Numeri Uno è la che si occupa di tutte le canzoni che sono finite alla prima posizione della classifica italiana dei singoli.
Qui trovate l’elenco di tutte le Numero Uno commentate, anno per anno, in continuo aggiornamento.
Numeri Uno è la cugina di quella americana di Tom Breihan, che è la cugina di quella inglese di Tom Ewing.
Nelle classifiche italiane il rap è del tutto assente nel 2001. E se dall’America i segnali di una nuova era dell’hip hop, più accessibile alle masse rispetto ai suoi albori, sono evidenti, nel sottobosco italiano alcuni progetti si fanno strada lentamente verso la fine degli anni 90. Su tutti, Articolo 31 e Sottotono prendono la matrice rap americana e la rendono appetibile per il mercato italiano, ma mai mainsteam. Nelle chart un brano rap rappresenta un’anomalia: figurarsi alla #1 dei singoli più venduti.
Per spiegare il fenomeno Eminem, che dal 1999 quando esordisce con il fulmine-a-ciel-sereno My Name Is emergendo in tutte le classifiche del mondo come Il Rapper Bianco, bisogna partire dagli Stati Uniti.

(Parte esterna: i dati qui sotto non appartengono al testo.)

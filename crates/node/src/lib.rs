//! A standalone courier node.
//!
//! Loads a [`NodeConfig`], builds a network manager with the services it
//! names, and exposes the pieces the `courier-node` binary drives.

mod config;
mod node;

pub use config::{NodeConfig, NodeConfigError};
pub use node::{Node, NodeError};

Dal gennaio 2001 gli Usa vedono l’avvicendarsi di Clinton con Bush; il tessuto sociale del paese è sempre più strutturato gerarchicamente in modo che le classi sociali siano distanti tra loro e, come sempre, la società si riflette nella musica. Il rap prende quota, e così come diventa più popolare il rap che parla in modo crudo, prende quota anche un certo tipo di rap, il gangsta rap: banalmente, quello che finisce per trattare di macchinoni e voglia di fare i dollaroni, piuttosto che quello di denuncia sociale. L’R&B invade le chart, e spesse volte va a fondersi col rap in ibridi che, dalle strofe piene di metrica ai ritornelli più radiofonici, danno vita all’epoca più scintillante in termini di risonanza mediatica del genere.

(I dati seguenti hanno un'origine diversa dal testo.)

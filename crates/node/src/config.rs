//! Node configuration file.

use courier_manager::NetworkManagerConfig;
use courier_services::{LoggingClientConfig, LoggingServerConfig, PingConfig};
use serde::Deserialize;
use std::fs;
use std::path::{Path, PathBuf};
use thiserror::Error;

#[derive(Debug, Error)]
pub enum NodeConfigError {
    #[error("Failed to read {}: {source}", path.display())]
    Read {
        path: PathBuf,
        #[source]
        source: std::io::Error,
    },

    #[error("Failed to parse {}: {source}", path.display())]
    Parse {
        path: PathBuf,
        #[source]
        source: toml::de::Error,
    },
}

/// Everything a node runs, loaded from one TOML file.
///
/// ```toml
/// log_file = "./output/node.log"
///
/// [manager]
/// block_size = 10
/// worker_count = 4
///
/// [manager.listener]
/// listen_addr = "0.0.0.0:13127"
///
/// [ping]
/// hosts = ["10.0.0.2:13127"]
/// interval_ms = 5000
///
/// [logging_client]
/// server = "10.0.0.1:13127"
/// ```
///
/// A service runs only when its section is present.
#[derive(Debug, Clone, Default, PartialEq, Deserialize)]
#[serde(default)]
pub struct NodeConfig {
    pub manager: NetworkManagerConfig,
    pub ping: Option<PingConfig>,
    pub logging_client: Option<LoggingClientConfig>,
    pub logging_server: Option<LoggingServerConfig>,
    /// Write logs here instead of stdout.
    pub log_file: Option<PathBuf>,
}

impl NodeConfig {
    pub fn load(path: &Path) -> Result<Self, NodeConfigError> {
        let contents = fs::read_to_string(path).map_err(|source| NodeConfigError::Read {
            path: path.to_path_buf(),
            source,
        })?;
        Self::parse(&contents).map_err(|source| NodeConfigError::Parse {
            path: path.to_path_buf(),
            source,
        })
    }

    pub fn parse(contents: &str) -> Result<Self, toml::de::Error> {
        toml::from_str(contents)
    }
}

In tutto questo Eminem è assolutamente unico: non canta, e se lo fa lo fa scimmiottando l’idea del canto; rappa velocissimo, è caustico, velenoso, spesso violento verbalmente, e non le manda a dire a nessuno: racconta del suo passato turbolento, della vita in roulotte, della madre tossicodipendente, delle botte prese; prende in giro lo star system, distruggendo le boy-band e i prodotti teen che, volente o nolente, finiscono a essere i suoi diretti competitor; è tremendamente anti-pop, ma il suo è, inconsapevolmente, il personaggio di un anti-eroe che si rivela perfetto per le geometrie del pop del nuovo millennio.

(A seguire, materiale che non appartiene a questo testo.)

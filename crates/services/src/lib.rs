//! Services that plug into a [`NetworkManager`](courier_manager::NetworkManager).
//!
//! - [`PingService`]: measures round-trip times to other nodes
//! - [`LoggingClient`] / [`LoggingServer`]: ship log records to a central node

mod logger;
mod ping;

pub use logger::{
    LogAck, LogRecord, LoggingClient, LoggingClientConfig, LoggingServer, LoggingServerConfig,
    DEFAULT_LOG_SERVER_PORT, LOG_METHOD,
};
pub use ping::{PingConfig, PingMessage, PingResults, PingService, PING_METHOD};

use std::time::{SystemTime, UNIX_EPOCH};

/// Seconds since the Unix epoch, or 0 if the clock is before it.
pub fn unix_time() -> f64 {
    SystemTime::now()
        .duration_since(UNIX_EPOCH)
        .map(|d| d.as_secs_f64())
        .unwrap_or(0.0)
}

Eminem è una rockstar di quelle rare: divide l’opinione pubblica coi suoi testi, ma il talent è impossibile da negare: galvanizza i rotocalchi di gossip e controversie, ma riuscendo nell’impresa di non togliere mai del tutto il focus sulla propria musica. Senza di lui, il palinsesto di Mtv e la top 10 di qualsiasi chart sarebbero stati posti nettamente più noiosi. Il suo disco d’esordio, The Slim Shady LP, prodotto da Dr.Dre, luminare dell’hip hop, vende i fantastilioni di copie; il secondo album è atteso da tutto il mondo col fiato sospeso, preceduto dalla solita domanda: riuscirà a bissare il successo o si rivelerà il solito fuoco di paglia? Ma The Real Slim Shady, singolo d’apertura di The Marshall Mathers LP, ha una forza troppo ingombrante per non scardinare tutti i dubbi che rimanevano a critica e pubblico. Eminem dissa Will Smith, Britney e Christina, le boy-band e tutta la concorrenza che popola Mtv: lui è unico e inimitabile, anche se la discografia tenta di replicarlo un milione di volte. Gli bastano una maglietta bianca, un pantalone baggy e i capelli rasati a zero e tinti biondo platino per creare un trend e confermare l’ipotesi iniziale: siamo di fronte a un fuoriclasse della musica.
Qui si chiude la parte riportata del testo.